梅雨には青い紫陽花や、紫の花菖蒲が、その涼しげな色と静かな佇まいが水の季節に相応しいと、愛でられています。紫陽花の寺や公園や高原。花菖蒲の池や庭園や水郷。微妙に変わる色々、沢山の花々、青や紫の色を目に一杯納めたくて、どこかへ見に行きたいな〜と思いつつ、なかなか足を運べません。でも町の中でも、道端の紫陽花や、住宅の庭に咲くくちなしの香りから、季節の便りを貰うのも、また幸せなことですね。

マエストロはウィーンのリサイタルで今シーズンを終えられました。中国・日本ツアー有り、アメリカ・ツアー有りの忙しかったシーズンでしたが、お元気で過ごされて、本当に良かったです。今はノンビリとお好きなことを楽しんでいられるのでしょうか。どうぞ、ごゆっくり! でも、もしレコーディングなどされているのなら・・・それは勿論、楽しみです!
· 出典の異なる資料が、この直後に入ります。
use reqwest::{Method, RequestBuilder, Response};
use serde::Deserialize;
use serde_json::Value;
use uuid::Uuid;

use crate::config::Config;

use super::{DataStore, Query, Row, StoreError, Table};

/// Row store backed by the hosted PostgREST endpoint (`{url}/rest/v1`).
#[derive(Clone)]
pub struct PostgrestStore {
    http: reqwest::Client,
    base_url: String,
    api_key: String,
}

impl core::fmt::Debug for PostgrestStore {
    fn fmt(&self, f: &mut core::fmt::Formatter<'_>) -> core::fmt::Result {
        f.debug_struct("PostgrestStore")
            .field("base_url", &self.base_url)
            .finish_non_exhaustive()
    }
}

/// Error body returned by PostgREST.
#[derive(Debug, Deserialize)]
struct ApiErrorBody {
    code: Option<String>,
    message: Option<String>,
    details: Option<String>,
}

impl PostgrestStore {
    pub fn new(config: &Config) -> Result<Self, StoreError> {
        let mut builder = reqwest::Client::builder();
        if let Some(timeout) = config.request_timeout {
            builder = builder.timeout(timeout);
        }
        let http = builder
            .build()
            .map_err(|e| StoreError::Network(e.to_string()))?;

        Ok(Self {
            http,
            base_url: format!("{}/rest/v1", config.supabase_url),
            api_key: config.supabase_anon_key.clone(),
        })
    }

    pub fn table_url(&self, table: Table) -> String {
        format!("{}/{}", self.base_url, table.as_str())
    }

    fn request(&self, method: Method, table: Table) -> RequestBuilder {
        self.http
            .request(method, self.table_url(table))
            .header("apikey", &self.api_key)
            .bearer_auth(&self.api_key)
    }

    async fn send(&self, request: RequestBuilder) -> Result<Response, StoreError> {
        let response = request
            .send()
            .await
            .map_err(|e| StoreError::Network(e.to_string()))?;

        let status = response.status();
        if status.is_success() {
            return Ok(response);
        }

        let body = response.text().await.unwrap_or_default();
        Err(api_error(status.as_u16(), &body))
    }

    async fn rows(response: Response) -> Result<Vec<Row>, StoreError> {
        let value: Value = response
            .json()
            .await
            .map_err(|e| StoreError::Decode(e.to_string()))?;
        decode_rows(value)
    }
}

fn api_error(status: u16, body: &str) -> StoreError {
    match serde_json::from_str::<ApiErrorBody>(body) {
        Ok(err) => {
            let mut message = err.message.unwrap_or_else(|| body.to_string());
            if let Some(details) = err.details.filter(|d| !d.is_empty()) {
                message = format!("{message} ({details})");
            }
            StoreError::Api {
                status,
                code: err.code,
                message,
            }
        }
        Err(_) => StoreError::Api {
            status,
            code: None,
            message: body.to_string(),
        },
    }
}

fn decode_rows(value: Value) -> Result<Vec<Row>, StoreError> {
    let Value::Array(items) = value else {
        return Err(StoreError::Decode("expected a JSON array of rows".to_string()));
    };
    items
        .into_iter()
        .map(|item| match item {
            Value::Object(row) => Ok(row),
            other => Err(StoreError::Decode(format!("expected a row object, got {other}"))),
        })
        .collect()
}

#[async_trait::async_trait]
impl DataStore for PostgrestStore {
    async fn select(&self, query: &Query) -> Result<Vec<Row>, StoreError> {
        tracing::debug!(table = %query.table, params = ?query.to_params(), "select");
        let request = self
            .request(Method::GET, query.table)
            .query(&query.to_params());
        Self::rows(self.send(request).await?).await
    }

    async fn insert(&self, table: Table, row: Row) -> Result<Row, StoreError> {
        tracing::debug!(%table, "insert");
        let request = self
            .request(Method::POST, table)
            .header("Prefer", "return=representation")
            .json(&row);
        Self::rows(self.send(request).await?)
            .await?
            .into_iter()
            .next()
            .ok_or_else(|| StoreError::Decode("insert returned no row".to_string()))
    }

    async fn update(&self, table: Table, id: Uuid, patch: Row) -> Result<Row, StoreError> {
        tracing::debug!(%table, %id, "update");
        let request = self
            .request(Method::PATCH, table)
            .query(&[("id", format!("eq.{id}"))])
            .header("Prefer", "return=representation")
            .json(&patch);
        Self::rows(self.send(request).await?)
            .await?
            .into_iter()
            .next()
            .ok_or(StoreError::NotFound { table, id })
    }

    async fn delete(&self, table: Table, id: Uuid) -> Result<(), StoreError> {
        tracing::debug!(%table, %id, "delete");
        let request = self
            .request(Method::DELETE, table)
            .query(&[("id", format!("eq.{id}"))]);
        self.send(request).await?;
        Ok(())
    }
}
さて、来シーズンの予定も大分明らかになってきたので、スケジュール表を新たにしました。ヨーロッパ中心で活躍される予定のマエストロですが、エッ?と思う珍しい日程も! 2月に中東のオマーン、マスカット市へのツアー、マエストロ・アバドとモーツァルト管に同行しての共演です。おそらく初めての中東での公演ではないでしょうか。
オマーン国はスルタンを君主と仰ぐアラビア半島東端の産油国。豊かな経済力を背景に、安定した政治体制のもと、欧米の文化を積極的に取り入れ、人々は芸術にも深い造詣を持っているとのこと。 公演会場であるROHM(Royal Opera House Muscat)は9月にナポリのサンカルロ劇場による「セヴィリャの理髪師」で幕を開け、「椿姫」、「ルサルカ」を上演、そしてウィーン国立歌劇場による「フィガロの結婚」も上演されるとのこと。バレーはマリインスキーやバイエルン国立、ウィーン国立バレー団の公演。またヨー・ヨー・マ、ヴェンゲーロフ、ドゥダメルも公演し、ハイライトはアバド & モーツァルト管とポリーニ。華々しいラインアップです。その多くはオマーンに“デビュー”ということですから、我がマエストロ達もやはり初めてのツアーなのでしょうね。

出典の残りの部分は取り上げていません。